I cut my teeth writing about the antivaccine movement’s effects on polio immunization rates in Nigeria and in countries with large Muslim populations. As you might recall, polio roared back, leaving more than 2,500 children disabled and spreading as far as Indonesia.
The question is: Is it already too late to avoid the resurgence of, in addition to measles, diseases like rubella, diphtheria, and even polio? Once distrust in vaccines is fomented, once the emphasis of the government shifts from encouraging universal vaccination against such diseases to casting doubt on the safety and efficacy of those vaccines, history as narrated by ProPublica tells us that it can take years—or even decades—to reverse.

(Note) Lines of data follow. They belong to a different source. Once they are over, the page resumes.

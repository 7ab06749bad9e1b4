//! In-memory XML tree with element text/tail, built from `quick-xml` events.
//!
//! Each element carries two text slots: `text` is the character data before the
//! first child element, `tail` is the character data after an element's end tag
//! and before its next sibling. Comments and processing instructions are
//! dropped; the text around them is joined.
//!
//! Files are decoded with the encoding their declaration names. Entities
//! declared in the internal DTD subset are expanded; a reference that cannot
//! be resolved is kept verbatim without affecting its neighbours.

use anyhow::{anyhow, bail, Context, Result};
use quick_xml::encoding::Decoder;
use quick_xml::escape::{resolve_predefined_entity, unescape_with};
use quick_xml::events::{BytesStart, Event};
use quick_xml::Reader;
use regex::Regex;
use std::borrow::Cow;
use std::collections::HashMap;
use std::io::{BufRead, BufReader};
use std::path::Path;
use std::sync::OnceLock;

use crate::util::open_with_backoff;

/// Index of an element in its document. Ids follow document order.
pub type NodeId = usize;

#[derive(Clone, Debug)]
struct Element {
    name: String,
    attrs: Vec<(String, String)>,
    parent: Option<NodeId>,
    children: Vec<NodeId>,
    text: Option<String>,
    tail: Option<String>,
}

#[derive(Clone, Debug)]
pub struct XmlDocument {
    nodes: Vec<Element>,
}

/// Internal-subset entity name -> replacement text.
type Entities = HashMap<String, String>;

impl XmlDocument {
    pub fn open(path: &Path) -> Result<Self> {
        let f = open_with_backoff(path, 16, 50).with_context(|| format!("open {}", path.display()))?;
        Self::build(Reader::from_reader(BufReader::new(f)))
            .with_context(|| format!("parse {}", path.display()))
    }

    pub fn parse(xml: &str) -> Result<Self> {
        Self::build(Reader::from_str(xml))
    }

    fn build<R: BufRead>(mut reader: Reader<R>) -> Result<Self> {
        reader.config_mut().trim_text(false);

        let mut nodes: Vec<Element> = Vec::new();
        let mut stack: Vec<NodeId> = Vec::new();
        let mut entities = Entities::new();
        let mut buf = Vec::new();

        loop {
            let pos = reader.buffer_position();
            let event = reader
                .read_event_into(&mut buf)
                .map_err(|e| anyhow!("XML error at byte {}: {}", pos, e))?;
            let decoder = reader.decoder();
            match event {
                Event::DocType(d) => {
                    declare_entities(&decode(decoder, &d)?, &mut entities);
                }
                Event::Start(e) => {
                    let id = open_element(&mut nodes, &stack, &e, decoder, &entities)?;
                    stack.push(id);
                }
                Event::Empty(e) => {
                    open_element(&mut nodes, &stack, &e, decoder, &entities)?;
                }
                Event::End(_) => {
                    stack.pop();
                }
                Event::Text(t) => {
                    let raw = decode(decoder, &t)?;
                    push_text(&mut nodes, &stack, &expand_references(&raw, &entities));
                }
                Event::CData(c) => {
                    push_text(&mut nodes, &stack, &decode(decoder, &c)?);
                }
                Event::Eof => break,
                _ => {}
            }
            buf.clear();
        }

        if let Some(open) = stack.last() {
            bail!("unexpected end of document: <{}> is not closed", nodes[*open].name);
        }
        if nodes.is_empty() {
            bail!("document has no root element");
        }
        Ok(Self { nodes })
    }

    pub fn root(&self) -> NodeId {
        0
    }

    pub fn len(&self) -> usize {
        self.nodes.len()
    }

    pub fn is_empty(&self) -> bool {
        self.nodes.is_empty()
    }

    pub fn name(&self, id: NodeId) -> &str {
        &self.nodes[id].name
    }

    pub fn parent(&self, id: NodeId) -> Option<NodeId> {
        self.nodes[id].parent
    }

    pub fn children(&self, id: NodeId) -> &[NodeId] {
        &self.nodes[id].children
    }

    pub fn attr(&self, id: NodeId, key: &str) -> Option<&str> {
        self.nodes[id]
            .attrs
            .iter()
            .find(|(k, _)| k == key)
            .map(|(_, v)| v.as_str())
    }

    pub fn text(&self, id: NodeId) -> Option<&str> {
        self.nodes[id].text.as_deref()
    }

    pub fn tail(&self, id: NodeId) -> Option<&str> {
        self.nodes[id].tail.as_deref()
    }

    pub fn clear_tail(&mut self, id: NodeId) {
        self.nodes[id].tail = None;
    }

    /// Direct text nodes of an element: its text, then each child's tail.
    pub fn direct_texts(&self, id: NodeId) -> Vec<&str> {
        let el = &self.nodes[id];
        let mut out = Vec::with_capacity(el.children.len() + 1);
        if let Some(t) = el.text.as_deref() {
            out.push(t);
        }
        for &c in &el.children {
            if let Some(t) = self.nodes[c].tail.as_deref() {
                out.push(t);
            }
        }
        out
    }

    /// All elements strictly below `id`, in document order.
    pub fn descendants(&self, id: NodeId) -> Vec<NodeId> {
        let mut out = Vec::new();
        let mut stack: Vec<NodeId> = self.nodes[id].children.iter().rev().copied().collect();
        while let Some(n) = stack.pop() {
            out.push(n);
            stack.extend(self.nodes[n].children.iter().rev());
        }
        out
    }

    /// Concatenated character data inside the element, tags stripped.
    /// The element's own tail is not part of it; descendants' tails are.
    pub fn inner_text(&self, id: NodeId) -> String {
        let mut out = String::new();
        self.collect_text(id, &mut out);
        out
    }

    fn collect_text(&self, id: NodeId, out: &mut String) {
        let el = &self.nodes[id];
        if let Some(t) = &el.text {
            out.push_str(t);
        }
        for &c in &el.children {
            self.collect_text(c, out);
            if let Some(t) = &self.nodes[c].tail {
                out.push_str(t);
            }
        }
    }

    /// Serialize the element with its attributes and children, followed by its
    /// tail when one is still attached. Namespace declarations in scope from
    /// ancestors are repeated on the element so the result stands alone.
    pub fn to_markup(&self, id: NodeId) -> String {
        let mut out = String::new();
        let inherited = self.inherited_namespaces(id);
        self.write_markup(id, &inherited, &mut out);
        if let Some(t) = &self.nodes[id].tail {
            out.push_str(&escape_text(t));
        }
        out
    }

    /// `xmlns` / `xmlns:p` declarations of the ancestors, the nearest one per
    /// prefix, minus those the element redeclares itself.
    fn inherited_namespaces(&self, id: NodeId) -> Vec<(&str, &str)> {
        let mut ancestors = Vec::new();
        let mut cur = self.nodes[id].parent;
        while let Some(p) = cur {
            ancestors.push(p);
            cur = self.nodes[p].parent;
        }

        let own = &self.nodes[id].attrs;
        let mut decls: Vec<(&str, &str)> = Vec::new();
        for &anc in ancestors.iter().rev() {
            for (k, v) in &self.nodes[anc].attrs {
                if !is_namespace_decl(k) || own.iter().any(|(o, _)| o == k) {
                    continue;
                }
                match decls.iter_mut().find(|(dk, _)| *dk == k.as_str()) {
                    Some(slot) => slot.1 = v.as_str(),
                    None => decls.push((k.as_str(), v.as_str())),
                }
            }
        }
        decls
    }

    fn write_markup(&self, id: NodeId, extra_attrs: &[(&str, &str)], out: &mut String) {
        let el = &self.nodes[id];
        out.push('<');
        out.push_str(&el.name);
        for (k, v) in extra_attrs {
            push_attr(out, k, v);
        }
        for (k, v) in &el.attrs {
            push_attr(out, k, v);
        }
        if el.text.is_none() && el.children.is_empty() {
            out.push_str("/>");
            return;
        }
        out.push('>');
        if let Some(t) = &el.text {
            out.push_str(&escape_text(t));
        }
        for &c in &el.children {
            self.write_markup(c, &[], out);
            if let Some(t) = &self.nodes[c].tail {
                out.push_str(&escape_text(t));
            }
        }
        out.push_str("</");
        out.push_str(&el.name);
        out.push('>');
    }
}

fn open_element(
    nodes: &mut Vec<Element>,
    stack: &[NodeId],
    e: &BytesStart<'_>,
    decoder: Decoder,
    entities: &Entities,
) -> Result<NodeId> {
    let parent = stack.last().copied();
    if parent.is_none() && !nodes.is_empty() {
        bail!("document has more than one root element");
    }
    let name = decode(decoder, e.name().as_ref())?.into_owned();
    let mut attrs = Vec::new();
    for attr in e.attributes() {
        let attr = attr.map_err(|err| anyhow!("bad attribute on <{}>: {}", name, err))?;
        let key = decode(decoder, attr.key.as_ref())?.into_owned();
        let raw = decode(decoder, &attr.value)?;
        attrs.push((key, expand_references(&raw, entities).into_owned()));
    }
    let id = nodes.len();
    nodes.push(Element { name, attrs, parent, children: Vec::new(), text: None, tail: None });
    if let Some(p) = parent {
        nodes[p].children.push(id);
    }
    Ok(id)
}

/// Bytes in the document's declared encoding to UTF-8.
fn decode<'b>(decoder: Decoder, bytes: &'b [u8]) -> Result<Cow<'b, str>> {
    decoder
        .decode(bytes)
        .map_err(|e| anyhow!("cannot decode character data: {}", e))
}

fn entity_decl_re() -> &'static Regex {
    static RE: OnceLock<Regex> = OnceLock::new();
    // general entities with a literal value; parameter and external entities never match
    RE.get_or_init(|| {
        Regex::new(r#"<!ENTITY\s+([^\s%>]+)\s+(?:"([^"]*)"|'([^']*)')\s*>"#).expect("static regex")
    })
}

/// Record `<!ENTITY name "value">` declarations of a DOCTYPE internal subset.
/// The first declaration of a name wins.
fn declare_entities(doctype: &str, entities: &mut Entities) {
    for caps in entity_decl_re().captures_iter(doctype) {
        let (Some(name), Some(value)) = (caps.get(1), caps.get(2).or_else(|| caps.get(3))) else { continue };
        if entities.contains_key(name.as_str()) {
            continue;
        }
        let value = expand_references(value.as_str(), entities).into_owned();
        entities.insert(name.as_str().to_string(), value);
    }
}

/// Replace each `&...;` reference on its own: predefined, numeric, and
/// declared entities are expanded, anything else is left as written.
fn expand_references<'a>(raw: &'a str, entities: &Entities) -> Cow<'a, str> {
    if !raw.contains('&') {
        return Cow::Borrowed(raw);
    }
    let mut out = String::with_capacity(raw.len());
    let mut rest = raw;
    while let Some(amp) = rest.find('&') {
        out.push_str(&rest[..amp]);
        let from_amp = &rest[amp..];
        let Some(semi) = from_amp.find(';') else {
            rest = from_amp;
            break;
        };
        let reference = &from_amp[..=semi];
        let resolved = unescape_with(reference, |name| {
            entities.get(name).map(String::as_str).or_else(|| resolve_predefined_entity(name))
        });
        match resolved {
            Ok(text) => out.push_str(&text),
            Err(err) => {
                tracing::debug!(reference, error=%err, "keeping unresolved reference as-is");
                out.push_str(reference);
            }
        }
        rest = &from_amp[semi + 1..];
    }
    out.push_str(rest);
    Cow::Owned(out)
}

fn push_text(nodes: &mut [Element], stack: &[NodeId], s: &str) {
    if s.is_empty() {
        return;
    }
    let Some(&top) = stack.last() else {
        // prolog/epilog whitespace
        return;
    };
    let slot = match nodes[top].children.last().copied() {
        Some(last) => &mut nodes[last].tail,
        None => &mut nodes[top].text,
    };
    slot.get_or_insert_with(String::new).push_str(s);
}

fn push_attr(out: &mut String, key: &str, value: &str) {
    out.push(' ');
    out.push_str(key);
    out.push_str("=\"");
    out.push_str(&escape_attr(value));
    out.push('"');
}

fn is_namespace_decl(key: &str) -> bool {
    key == "xmlns" || key.starts_with("xmlns:")
}

fn escape_text(s: &str) -> Cow<'_, str> {
    quick_xml::escape::partial_escape(s)
}

fn escape_attr(s: &str) -> Cow<'_, str> {
    let escaped = quick_xml::escape::partial_escape(s);
    if escaped.contains('"') {
        Cow::Owned(escaped.replace('"', "&quot;"))
    } else {
        escaped
    }
}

Don’t get me wrong. It’s a very good thing that Judge Murphy ruled against RFK Jr. and his dismantling and reconstitution of ACIP as an antivax propaganda voting machine. At the very least, this ruling will slow down his unrelenting drive to eliminate vaccines. It’s also a very good thing that public opinion seems to be turning sufficiently negative on RFK Jr.’s antivax crusade that even the White House is telling him to cool it with the antivax rhetoric and actions, at least until after the midterms. The White House even seems to be considering a provaccine candidate for the currently open post of CDC Director:
He even cautioned against following Florida in rolling back school vaccine mandates! True, he has been criticized for promoting the “lost cause” myth about the Confederacy back in the 1990s, but, as much as I detest it, a pro-Confederacy pro-vaccine doctor might be the best we can expect from this administration, and he is only one of the candidates. (Dr. Joseph Marine, who’s been featured here on SBM for his obsequious pro-MAHA takes, is another.)
Make no mistake, however. RFK Jr. is not giving up. He knows that this is his one, best chance to eliminate as many vaccines as he can, and, as this series has documented, there are still other strategies that he can use to accomplish his goals. At this point, the best that we might be able to hope for is to slow down RFK Jr.’s progress in his quest to eliminate vaccines, thus running out the clock on the Trump administration with as little damage as possible. Unfortunately, when it comes to public health, that damage is already substantial and will only grow worse until January 2029.